Re: [PATCH v1 01/14] iommu: Add iommu_get_unmanaged_domain helper

From: Robin Murphy
Date: Thu Mar 09 2023 - 07:51:33 EST


On 2023-03-09 10:53, Nicolin Chen wrote:
The nature of ITS virtualization on ARM is done via hypercalls, so kernel
handles all IOVA mappings for the MSI doorbell in iommu_dma_prepare_msi()
and iommu_dma_compose_msi_msg(). The current virtualization solution with
a 2-stage nested translation setup is to do 1:1 IOVA mappings at stage-1
guest-level IO page table via a RMR region in guest-level IORT, aligning
with an IOVA region that's predefined and mapped in the host kernel:

[stage-2 host level]
#define MSI_IOVA_BASE 0x8000000
#define MSI_IOVA_LENGTH 0x100000
...
iommu_get_msi_cookie():
cookie->msi_iova = MSI_IOVA_BASE;
...
iommu_dma_prepare_msi(its_pa):
domain = iommu_get_domain_for_dev(dev);
iommu_dma_get_msi_page(its_pa, domain):
cookie = domain->iova_cookie;
iova = iommu_dma_alloc_iova():
return cookie->msi_iova - size;
iommu_map(iova, its_pa, ...);

[stage-1 guest level]
// Define in IORT a RMR [MSI_IOVA_BASE, MSI_IOVA_LENGTH]
...
iommu_create_device_direct_mappings():
iommu_map(iova=MSI_IOVA_BASE, pa=MSI_IOVA_BASE, len=MSI_IOVA_LENGTH);

This solution calling iommu_get_domain_for_dev() needs the device to get
attached to a host-level iommu_domain that has the msi_cookie.

On the other hand, IOMMUFD designs two iommu_domain objects to represent
the two stages: a stage-1 domain (IOMMU_DOMAIN_NESTED type) and a stage-2
domain (IOMMU_DOMAIN_UNMANAGED type). In this design, the device will be
attached to the stage-1 domain representing a guest-level IO page table,
or a Context Descriptor Table in SMMU's term.

This is obviously a mismatch, as the iommu_get_domain_for_dev() does not
return the correct domain pointer in iommu_dma_prepare_msi().

Add an iommu_get_unmanaged_domain helper to allow drivers to return the
correct IOMMU_DOMAIN_UNMANAGED iommu_domain having the IOVA mappings for
the msi_cookie. Keep it in the iommu-priv header for internal use only.

Suggested-by: Jason Gunthorpe <jgg@xxxxxxxxxx>
Signed-off-by: Nicolin Chen <nicolinc@xxxxxxxxxx>
---
drivers/iommu/dma-iommu.c | 5 +++--
drivers/iommu/iommu-priv.h | 15 +++++++++++++++
include/linux/iommu.h | 2 ++
3 files changed, 20 insertions(+), 2 deletions(-)

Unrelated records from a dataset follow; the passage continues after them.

impl LyricView {
    /// Build a view from validated configuration.
    ///
    /// # Errors
    ///
    /// Returns `CoreError::Configuration` if the configuration is invalid.
    pub fn new(
        config: &LyricViewConfig,
        layout: Box<dyn TextLayoutEngine>,
        loader: LoadCoordinator,
    ) -> Result<Self> {
        config.validate()?;
        Ok(Self {
            track: LyricTrack::new(),
            offsets: OffsetModel::new(config.view.divider_height),
            animator: ScrollAnimator::new(config.animation.easing),
            fling: FlingScroller::new(config.animation.fling_deceleration),
            loader,
            layout,
            palette: Palette::from_config(&config.style)?,
            view: config.view.clone(),
            transition: config.animation.transition(),
            adjust: config.animation.adjust(),
            timeline_keep: config.animation.timeline_keep(),
            label: config.view.empty_label.clone(),
            width: 0.0,
            height: 0.0,
            offset: 0.0,
            current_line: 0,
            mode: InteractionMode::Following,
            seek_handler: None,
            tap_listener: None,
            redraw: true,
        })
    }

    #[must_use]
    pub fn has_track(&self) -> bool {
        !self.track.is_empty()
    }

    #[must_use]
    pub const fn track(&self) -> &LyricTrack {
        &self.track
    }

    #[must_use]
    pub const fn current_line(&self) -> usize {
        self.current_line
    }

    /// Current vertical scroll offset
    #[must_use]
    pub const fn offset(&self) -> f32 {
        self.offset
    }

    #[must_use]
    pub const fn mode(&self) -> InteractionMode {
        self.mode
    }

    /// Whether the timeline preview is showing
    #[must_use]
    pub const fn is_previewing(&self) -> bool {
        matches!(
            self.mode,
            InteractionMode::Dragging { previewing: true }
                | InteractionMode::Flinging
                | InteractionMode::Preview { .. }
        )
    }

    /// Line nearest the viewport center at the current offset
    pub fn center_line(&mut self) -> usize {
        self.offsets.center_line(self.offset)
    }

    #[must_use]
    pub const fn palette(&self) -> &Palette {
        &self.palette
    }

    #[must_use]
    pub fn label(&self) -> &str {
        &self.label
    }

    /// Consume the dirty flag set by anything that changes what is drawn
    pub fn take_redraw(&mut self) -> bool {
        std::mem::take(&mut self.redraw)
    }

    /// Advance playback to `position_ms`.
    ///
    /// Only a change of the resolved line has any effect; while following,
    /// that change animates the viewport to the new line.
    pub fn update_time(&mut self, position_ms: i64, now: Instant) {
        if self.track.is_empty() {
            return;
        }
        let line = resolve_line(self.track.lines(), position_ms);
        if line == self.current_line {
            return;
        }
        self.current_line = line;
        self.redraw = true;
        if self.mode == InteractionMode::Following {
            self.scroll_to_current(self.transition, now);
        }
    }

    pub fn update_position(&mut self, position: Duration, now: Instant) {
        self.update_time(position.as_millis_i64(), now);
    }

    /// Report new layout bounds. A width change re-measures every line; any
    /// change drops an ongoing preview and jumps to the current line.
    pub fn set_viewport(&mut self, width: f32, height: f32) {
        let width_changed = width.to_bits() != self.width.to_bits();
        let height_changed = height.to_bits() != self.height.to_bits();
        if !width_changed && !height_changed {
            return;
        }
        self.width = width;
        self.height = height;
        self.offsets.set_viewport_height(height);
        if width_changed {
            self.remeasure();
        }
        self.redraw = true;

        if !self.track.is_empty() {
            self.fling.force_finish();
            self.set_mode(InteractionMode::Following);
            self.jump_to_current();
        }
    }

    /// Enable or disable drag-to-preview.
    ///
    /// # Errors
    ///
    /// Returns `CoreError::Configuration` when enabling without a handler.
    pub fn set_draggable(
        &mut self,
        enabled: bool,
        handler: Option<Box<dyn SeekHandler>>,
    ) -> Result<()> {
        if !enabled {
            self.seek_handler = None;
            return Ok(());
        }
        let Some(handler) = handler else {
            return Err(CoreError::Configuration {
                reason: "dragging requires a seek handler".to_string(),
            });
        };
        self.seek_handler = Some(handler);
        Ok(())
    }

    /// Listener for taps that are not seek requests
    pub fn set_tap_listener(&mut self, listener: Option<Box<dyn FnMut()>>) {
        self.tap_listener = listener;
    }

    /// Text shown when no track is loaded
    pub fn set_label(&mut self, label: impl Into<String>) {
        self.label = label.into();
        self.redraw = true;
    }

    pub fn set_normal_text_color(&mut self, color: Color) {
        self.palette.normal_text = color;
        self.redraw = true;
    }

    pub fn set_current_text_color(&mut self, color: Color) {
        self.palette.current_text = color;
        self.redraw = true;
    }

    pub fn set_timeline_text_color(&mut self, color: Color) {
        self.palette.timeline_text = color;
        self.redraw = true;
    }

    pub fn set_timeline_color(&mut self, color: Color) {
        self.palette.timeline = color;
        self.redraw = true;
    }

    pub fn set_time_text_color(&mut self, color: Color) {
        self.palette.time_text = color;
        self.redraw = true;
    }

    pub fn set_normal_text_size(&mut self, size: f32) {
        if size > 0.0 {
            self.palette.normal_text_size = size;
            self.redraw = true;
        }
    }

    pub fn set_current_text_size(&mut self, size: f32) {
        if size > 0.0 {
            self.palette.current_text_size = size;
            self.redraw = true;
        }
    }

    /// Parse `main` (plus an optional translation) in the background
    pub fn load_text(&mut self, main: impl Into<String>, secondary: Option<String>) -> LoadToken {
        self.reset();
        self.loader.load_text(main.into(), secondary)
    }

    /// Read and parse lyric files in the background
    pub fn load_files(
        &mut self,
        main: impl Into<PathBuf>,
        secondary: Option<PathBuf>,
    ) -> LoadToken {
        self.reset();
        self.loader.load_files(main.into(), secondary)
    }

    /// Fetch and parse lyrics from `url`; the configured charset applies when
    /// `charset` is `None`
    pub fn load_url(&mut self, url: &str, charset: Option<&str>) -> LoadToken {
        self.reset();
        self.loader.load_url(url, charset)
    }

    /// Install already-parsed lines immediately, superseding pending loads
    pub fn load_lines(&mut self, lines: Vec<LyricLine>) {
        self.reset();
        self.apply_lines(lines);
    }

    /// Apply every load completion that has arrived, without waiting
    pub fn poll_loads(&mut self) -> Vec<LoadStatus> {
        let mut statuses = Vec::new();
        while let Some(completion) = self.loader.try_next() {
            statuses.push(self.finish_load(completion));
        }
        statuses
    }

    /// Wait for the next load completion and apply it if still current
    pub async fn wait_for_load(&mut self) -> Option<LoadStatus> {
        let completion = self.loader.next().await?;
        Some(self.finish_load(completion))
    }

    /// Whether a load request is still outstanding
    #[must_use]
    pub const fn is_loading(&self) -> bool {
        self.loader.is_loading()
    }

    /// Drop the track and every bit of motion and interaction state
    pub fn reset(&mut self) {
        self.animator.cancel();
        self.fling.force_finish();
        self.set_mode(InteractionMode::Following);
        self.loader.invalidate();
        self.track.clear();
        self.offsets.clear_heights();
        self.offset = 0.0;
        self.current_line = 0;
        self.redraw = true;
    }

    /// Stop all motion, the preview timer and in-flight loads. The track is kept.
    pub fn detach(&mut self) {
        self.animator.cancel();
        self.fling.force_finish();
        self.set_mode(InteractionMode::Following);
        self.loader.shutdown();
        debug!(target: LOG_TARGET, "Detached");
    }

    fn finish_load(&mut self, completion: LoadCompletion) -> LoadStatus {
        match self.loader.accept(completion) {
            LoadOutcome::Applied(lines) => {
                let count = lines.len();
                self.apply_lines(lines);
                LoadStatus::Applied { lines: count }
            }
            LoadOutcome::Failed(_) => {
                // Track is already empty since the request reset it
                self.redraw = true;
                LoadStatus::Failed
            }
            LoadOutcome::Superseded => LoadStatus::Superseded,
        }
    }

    fn apply_lines(&mut self, lines: Vec<LyricLine>) {
        self.track.replace(lines);
        self.current_line = 0;
        self.remeasure();
        self.jump_to_current();
        self.redraw = true;
        info!(target: LOG_TARGET, "Loaded {} lyric lines", self.track.len());
    }

    fn remeasure(&mut self) {
        if self.track.is_empty() || self.width <= 0.0 {
            self.offsets.clear_heights();
            return;
        }
        let width = (self.width - 2.0 * self.view.padding).max(0.0);
        let heights = self
            .track
            .lines()
            .iter()
            .map(|line| {
                self.layout
                    .measure(&line.display_text(), width, self.view.alignment)
            })
            .collect();
        self.offsets.set_heights(heights);
    }

    fn jump_to_current(&mut self) {
        self.animator.cancel();
        if let Some(target) = self.offsets.offset_of(self.current_line) {
            self.offset = target;
        }
    }

    fn scroll_to_current(&mut self, duration: Duration, now: Instant) {
        if let Some(target) = self.offsets.offset_of(self.current_line) {
            self.animator
                .animate_to(&mut self.offset, target, duration, now);
            self.redraw = true;
        }
    }

    fn set_mode(&mut self, mode: InteractionMode) {
        if self.mode != mode {
            debug!(target: LOG_TARGET, "{:?} -> {:?}", self.mode, mode);
            self.mode = mode;
            self.redraw = true;
        }
    }
}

diff --git a/drivers/iommu/dma-iommu.c b/drivers/iommu/dma-iommu.c
index 99b2646cb5c7..6b0409d0ff85 100644
--- a/drivers/iommu/dma-iommu.c
+++ b/drivers/iommu/dma-iommu.c
@@ -31,6 +31,7 @@
#include <linux/vmalloc.h>
#include "dma-iommu.h"
+#include "iommu-priv.h"
struct iommu_dma_msi_page {
struct list_head list;
@@ -1652,7 +1653,7 @@ static struct iommu_dma_msi_page *iommu_dma_get_msi_page(struct device *dev,
int iommu_dma_prepare_msi(struct msi_desc *desc, phys_addr_t msi_addr)
{
struct device *dev = msi_desc_to_dev(desc);
- struct iommu_domain *domain = iommu_get_domain_for_dev(dev);
+ struct iommu_domain *domain = iommu_get_unmanaged_domain(dev);

This still doesn't make sense - most of the time this will be expected to return the default DMA/identity domain if that's what the device is currently using. We can't know whether the current domain is managed or not until we look at it.

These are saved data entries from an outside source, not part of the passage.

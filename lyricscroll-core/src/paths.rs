//! Path constants for configuration and log files.

use std::path::PathBuf;

/// The name of the configuration directory under ~/.config/
pub const CONFIG_DIR_NAME: &str = "lyricscroll";

/// The name of the main configuration file
pub const CONFIG_FILE_NAME: &str = "config.toml";

/// The name of the log file written when file logging is enabled
pub const LOG_FILE_NAME: &str = "lyricscroll.log";

/// Get the configuration directory path (~/.config/lyricscroll/)
#[must_use]
pub fn config_dir() -> PathBuf {
    dirs::home_dir()
        .unwrap_or_else(|| PathBuf::from("."))
        .join(".config")
        .join(CONFIG_DIR_NAME)
}

/// Get the config file path (~/.config/lyricscroll/config.toml)
#[must_use]
pub fn config_path() -> PathBuf {
    config_dir().join(CONFIG_FILE_NAME)
}

/// Get the log file path (platform cache dir, falling back to the config dir)
#[must_use]
pub fn log_file_path() -> PathBuf {
    dirs::cache_dir()
        .map_or_else(config_dir, |dir| dir.join(CONFIG_DIR_NAME))
        .join(LOG_FILE_NAME)
}
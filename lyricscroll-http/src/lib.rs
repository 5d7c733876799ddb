use async_trait::async_trait;
use lyricscroll_core::{ContentFetcher, CoreError, NetworkConfig};
use reqwest_middleware::{ClientBuilder, ClientWithMiddleware};
use reqwest_retry::{policies::ExponentialBackoff, RetryTransientMiddleware};
use std::time::Duration;
use tracing::{debug, warn};

const CONNECT_TIMEOUT_SECS: u64 = 5;

/// Fetches lyric files over HTTP(S) with timeouts and retries on transient failures
pub struct HttpFetcher {
    client: ClientWithMiddleware,
}

impl HttpFetcher {
    /// Create a fetcher using the timeout and retry budget from `config`.
    ///
    /// # Errors
    ///
    /// Returns an error if the HTTP client cannot be created.
    pub fn new(config: &NetworkConfig) -> Result<Self, CoreError> {
        // Base client with timeout
        let base_client = reqwest::Client::builder()
            .timeout(Duration::from_secs(config.timeout_secs))
            .connect_timeout(Duration::from_secs(CONNECT_TIMEOUT_SECS))
            .user_agent(concat!("lyricscroll/", env!("CARGO_PKG_VERSION")))
            .build()
            .map_err(|e| CoreError::Configuration {
                reason: format!("failed to build HTTP client: {e}"),
            })?;

        // Wrap with retry middleware (exponential backoff)
        let retry_policy =
            ExponentialBackoff::builder().build_with_max_retries(config.max_retries);
        let client = ClientBuilder::new(base_client)
            .with(RetryTransientMiddleware::new_with_policy(retry_policy))
            .build();

        Ok(Self { client })
    }
}

fn fetch_error(url: &str, reason: String) -> CoreError {
    CoreError::Fetch {
        url: url.to_string(),
        reason,
    }
}

#[async_trait]
impl ContentFetcher for HttpFetcher {
    fn name(&self) -> &'static str {
        "http"
    }

    /// A charset declared in the response's `Content-Type` takes precedence
    /// over `charset`.
    async fn fetch(&self, url: &str, charset: &str) -> Result<String, CoreError> {
        debug!("GET {url}");

        let response = self
            .client
            .get(url)
            .send()
            .await
            .map_err(|e| fetch_error(url, e.to_string()))?;

        let status = response.status();
        if !status.is_success() {
            warn!("{url} returned status: {status}");
            return Err(fetch_error(url, format!("status {status}")));
        }

        response
            .text_with_charset(charset)
            .await
            .map_err(|e| fetch_error(url, e.to_string()))
    }
}
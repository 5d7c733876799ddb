//! Momentum scrolling after a fling gesture.
//!
//! Constant deceleration: the offset follows `x(t) = x0 + v*t - sign(v)*d*t^2/2`
//! until the velocity reaches zero or the offset hits a scroll bound.

use std::time::Instant;

#[derive(Debug, Clone, Copy)]
struct Fling {
    from: f32,
    velocity: f32,
    min: f32,
    max: f32,
    started_at: Instant,
    /// Seconds until the velocity reaches zero
    duration: f32,
}

/// Decelerating scroller, the counterpart of a platform fling scroller
#[derive(Debug, Clone)]
pub struct FlingScroller {
    /// Offset units per second squared
    deceleration: f32,
    active: Option<Fling>,
}

impl FlingScroller {
    #[must_use]
    pub const fn new(deceleration: f32) -> Self {
        Self {
            deceleration,
            active: None,
        }
    }

    #[must_use]
    pub const fn is_running(&self) -> bool {
        self.active.is_some()
    }

    /// Start a fling from `from` with `velocity` (offset units per second),
    /// confined to `[min, max]`.
    pub fn start(&mut self, from: f32, velocity: f32, (min, max): (f32, f32), now: Instant) {
        let duration = if self.deceleration > 0.0 {
            velocity.abs() / self.deceleration
        } else {
            0.0
        };
        self.active = Some(Fling {
            from: from.clamp(min, max),
            velocity,
            min,
            max,
            started_at: now,
            duration,
        });
    }

    /// Advance to `now`. Returns the new offset while running; the final tick
    /// returns the resting offset and ends the fling.
    pub fn tick(&mut self, now: Instant) -> Option<f32> {
        let fling = self.active?;
        let elapsed = now
            .saturating_duration_since(fling.started_at)
            .as_secs_f32()
            .min(fling.duration);
        let travelled = fling.velocity * elapsed
            - fling.velocity.signum() * self.deceleration * elapsed * elapsed / 2.0;
        let unclamped = fling.from + travelled;
        let hit_bound = (fling.velocity < 0.0 && unclamped <= fling.min)
            || (fling.velocity > 0.0 && unclamped >= fling.max);

        if elapsed >= fling.duration || hit_bound {
            self.active = None;
        }
        Some(unclamped.clamp(fling.min, fling.max))
    }

    /// Stop immediately, leaving the offset where the last tick put it
    pub fn force_finish(&mut self) {
        self.active = None;
    }
}

#[cfg(test)]
mod tests {
    use super::*;
    use std::time::Duration;

    const MS: Duration = Duration::from_millis(1);

    fn approx(actual: Option<f32>, expected: f32) {
        let actual = actual.unwrap_or(f32::NAN);
        assert!(
            (actual - expected).abs() < 0.01,
            "expected {expected}, got {actual}"
        );
    }

    #[test]
    fn test_fling_decelerates_to_rest() {
        let t0 = Instant::now();
        let mut scroller = FlingScroller::new(1500.0);
        scroller.start(100.0, 300.0, (0.0, 500.0), t0);

        // Stops after 300 / 1500 = 0.2s, having travelled 300*0.2 - 1500*0.04/2 = 30
        approx(scroller.tick(t0 + MS * 100), 122.5);
        assert!(scroller.is_running());
        approx(scroller.tick(t0 + MS * 200), 130.0);
        assert!(!scroller.is_running());
        assert_eq!(scroller.tick(t0 + MS * 300), None);
    }

    #[test]
    fn test_negative_velocity() {
        let t0 = Instant::now();
        let mut scroller = FlingScroller::new(1500.0);
        scroller.start(100.0, -300.0, (0.0, 500.0), t0);
        approx(scroller.tick(t0 + MS * 500), 70.0);
        assert!(!scroller.is_running());
    }

    #[test]
    fn test_fling_stops_at_bound() {
        let t0 = Instant::now();
        let mut scroller = FlingScroller::new(1500.0);
        scroller.start(190.0, 300.0, (0.0, 200.0), t0);
        approx(scroller.tick(t0 + MS * 150), 200.0);
        assert!(!scroller.is_running());
    }

    #[test]
    fn test_force_finish() {
        let t0 = Instant::now();
        let mut scroller = FlingScroller::new(1500.0);
        scroller.start(0.0, 1_000.0, (-100.0, 100.0), t0);
        scroller.force_finish();
        assert!(!scroller.is_running());
        assert_eq!(scroller.tick(t0 + MS * 10), None);
    }
}
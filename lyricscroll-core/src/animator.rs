//! Time-based tween that drives the viewport offset toward a target.

use serde::{Deserialize, Serialize};
use std::time::{Duration, Instant};

/// Interpolation curve applied to normalized animation progress
#[derive(Debug, Clone, Copy, PartialEq, Eq, Default, Serialize, Deserialize)]
#[serde(rename_all = "snake_case")]
pub enum Easing {
    #[default]
    Linear,
    EaseIn,
    EaseOut,
    EaseInOut,
}

impl Easing {
    #[must_use]
    pub fn apply(self, t: f32) -> f32 {
        let t = t.clamp(0.0, 1.0);
        match self {
            Self::Linear => t,
            Self::EaseIn => t * t,
            Self::EaseOut => 1.0 - (1.0 - t) * (1.0 - t),
            Self::EaseInOut => {
                if t < 0.5 {
                    2.0 * t * t
                } else {
                    1.0 - (-2.0 * t + 2.0).powi(2) / 2.0
                }
            }
        }
    }
}

#[derive(Debug, Clone, Copy)]
struct Tween {
    from: f32,
    to: f32,
    started_at: Instant,
    duration: Duration,
}

impl Tween {
    fn progress(&self, now: Instant) -> f32 {
        if self.duration.is_zero() {
            return 1.0;
        }
        let elapsed = now.saturating_duration_since(self.started_at);
        (elapsed.as_secs_f32() / self.duration.as_secs_f32()).min(1.0)
    }
}

/// Single-slot scroll animator.
///
/// At most one animation runs at a time. Starting a new one first settles the
/// running one at its interpolated value for `now` (not at its target), then
/// tweens from there.
#[derive(Debug, Clone, Default)]
pub struct ScrollAnimator {
    easing: Easing,
    active: Option<Tween>,
}

impl ScrollAnimator {
    #[must_use]
    pub const fn new(easing: Easing) -> Self {
        Self {
            easing,
            active: None,
        }
    }

    #[must_use]
    pub const fn is_running(&self) -> bool {
        self.active.is_some()
    }

    /// Target of the running animation
    #[must_use]
    pub fn target(&self) -> Option<f32> {
        self.active.map(|tween| tween.to)
    }

    /// Start animating `offset` toward `target` over `duration`.
    ///
    /// `offset` is first moved to the running animation's value at `now`, if any.
    pub fn animate_to(&mut self, offset: &mut f32, target: f32, duration: Duration, now: Instant) {
        if let Some(value) = self.sample(now) {
            *offset = value;
        }
        self.active = Some(Tween {
            from: *offset,
            to: target,
            started_at: now,
            duration,
        });
    }

    /// Advance to `now`. Returns the new offset while animating, `None` when idle.
    /// The final tick returns exactly the target and ends the animation.
    pub fn tick(&mut self, now: Instant) -> Option<f32> {
        let tween = self.active?;
        if tween.progress(now) >= 1.0 {
            self.active = None;
            return Some(tween.to);
        }
        self.sample(now)
    }

    /// Stop the running animation; the offset stays wherever the last tick left it.
    pub fn cancel(&mut self) {
        self.active = None;
    }

    fn sample(&self, now: Instant) -> Option<f32> {
        let tween = self.active?;
        let eased = self.easing.apply(tween.progress(now));
        Some(tween.from + (tween.to - tween.from) * eased)
    }
}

Just like every other caller of iommu_get_domain_for_dev(), what we want here is the current kernel-owned domain that we can inspect and maybe do standard IOMMU API things with. Why can't iommu_get_domain_for_dev() simply maintain that established usage model and return the kernel-owned s2_domain from a nested domain automatically? No IOMMU API user expects or needs it to return anything else (and IOMMUFD should certainly not be losing track of a nested domain within its own higher-level abstractions and needing to fall back on iommu_get_domain_for_dev()), so I really don't see a valid reason to overcomplicate things.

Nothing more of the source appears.